Employees in New York and other areas have certain rights. One is to be paid the wages they are due for the work they put in. Although illegal, wage theft still occurs. If it happens to you, there are steps you can take.
Forms of wage theft
Employers are prohibited from committing wage theft. It’s not always clear to workers what this entails. One of the most common is when an employee is asked to perform work before or after they are officially on the clock.
When employers refuse to pay workers an amount they agreed on, it’s considered wage theft. Not paying overtime is another very common form of wage theft. Employees who are eligible for overtime must be paid one and a half times their normal wage for every hour they work over eight hours in a day or over 40 hours in a week.
Another common example of wage theft is when an employer pays workers less than the federal minimum wage of $7.25 per hour. However, in New York, the state minimum wage is $15 per hour for most workers. Those who earn tips usually get $10 per hour plus their tips. Wage theft occurs when your employer does not pay you the minimum wage that you are legally due.

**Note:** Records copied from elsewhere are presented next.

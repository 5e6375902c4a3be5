//! HTML parser using scraper (html5ever)

use super::DocumentModel;
use crate::DocumentUnavailable;
use scraper::Html;

/// Turns fetched markup into a [`DocumentModel`].
///
/// html5ever recovers from any malformed markup (stray NULs become U+FFFD),
/// so parse failures are limited to bytes that do not decode as UTF-8.
#[derive(Debug, Default, Clone, Copy)]
pub struct HtmlParser;

impl HtmlParser {
    pub fn new() -> Self {
        Self
    }

    /// Parse markup already decoded to a string
    pub fn parse(&self, markup: &str) -> Result<DocumentModel, DocumentUnavailable> {
        let html = Html::parse_document(markup);
        tracing::debug!(
            bytes = markup.len(),
            parse_errors = html.errors.len(),
            "parsed document"
        );
        Ok(DocumentModel::from_html(markup.to_string(), &html))
    }

    /// Parse raw bytes, which must be UTF-8 (a leading BOM is skipped)
    pub fn parse_bytes(&self, bytes: &[u8]) -> Result<DocumentModel, DocumentUnavailable> {
        let markup = decode_markup(bytes)?;
        self.parse(&markup)
    }
}

/// Decode raw page bytes as UTF-8, skipping a leading BOM
pub fn decode_markup(bytes: &[u8]) -> Result<String, DocumentUnavailable> {
    let bytes = bytes.strip_prefix(b"\xEF\xBB\xBF").unwrap_or(bytes);
    std::str::from_utf8(bytes)
        .map(str::to_string)
        .map_err(|e| DocumentUnavailable::parse(format!("document is not valid UTF-8 ({})", e)))
}

#[cfg(test)]
mod tests {
    use super::*;

    #[test]
    fn parses_malformed_markup() {
        let doc = HtmlParser::new()
            .parse("<html><body><h1>Unclosed <p>text<div></span>")
            .unwrap();
        assert_eq!(doc.heading_count(1), 1);
    }

    #[test]
    fn stray_nul_does_not_block_scoring() {
        let markup = "<html><head><title>Ordinary page</title></head>\
                      <body><h1>Hi</h1>\0</body></html>";
        let doc = HtmlParser::new().parse(markup).unwrap();
        assert_eq!(doc.title(), Some("Ordinary page"));
        assert_eq!(doc.heading_count(1), 1);
    }

    #[test]
    fn rejects_invalid_utf8() {
        let err = HtmlParser::new()
            .parse_bytes(&[0x3c, 0x68, 0xff, 0xfe])
            .unwrap_err();
        assert!(err.to_string().contains("not valid UTF-8"));
    }

    #[test]
    fn skips_bom() {
        let mut bytes = b"\xEF\xBB\xBF".to_vec();
        bytes.extend_from_slice(b"<title>Hi</title>");
        let doc = HtmlParser::new().parse_bytes(&bytes).unwrap();
        assert_eq!(doc.title(), Some("Hi"));
        assert!(!doc.raw().starts_with('\u{feff}'));
    }
}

Steps to take when you’re a victim of wage theft
If you have discovered that you’ve been a victim of wage theft and your employer still owes you pay that you’re legally due, you have the right to file a complaint. You can file with the New York State Department of Labor (NYSDOL) or go a step further and file with the United States Department of Labor (DOL). Be sure to file your complaint within two years of the incident of the wage theft.
You have the right to be paid fairly for all hours you have worked and can hold your employer accountable if necessary.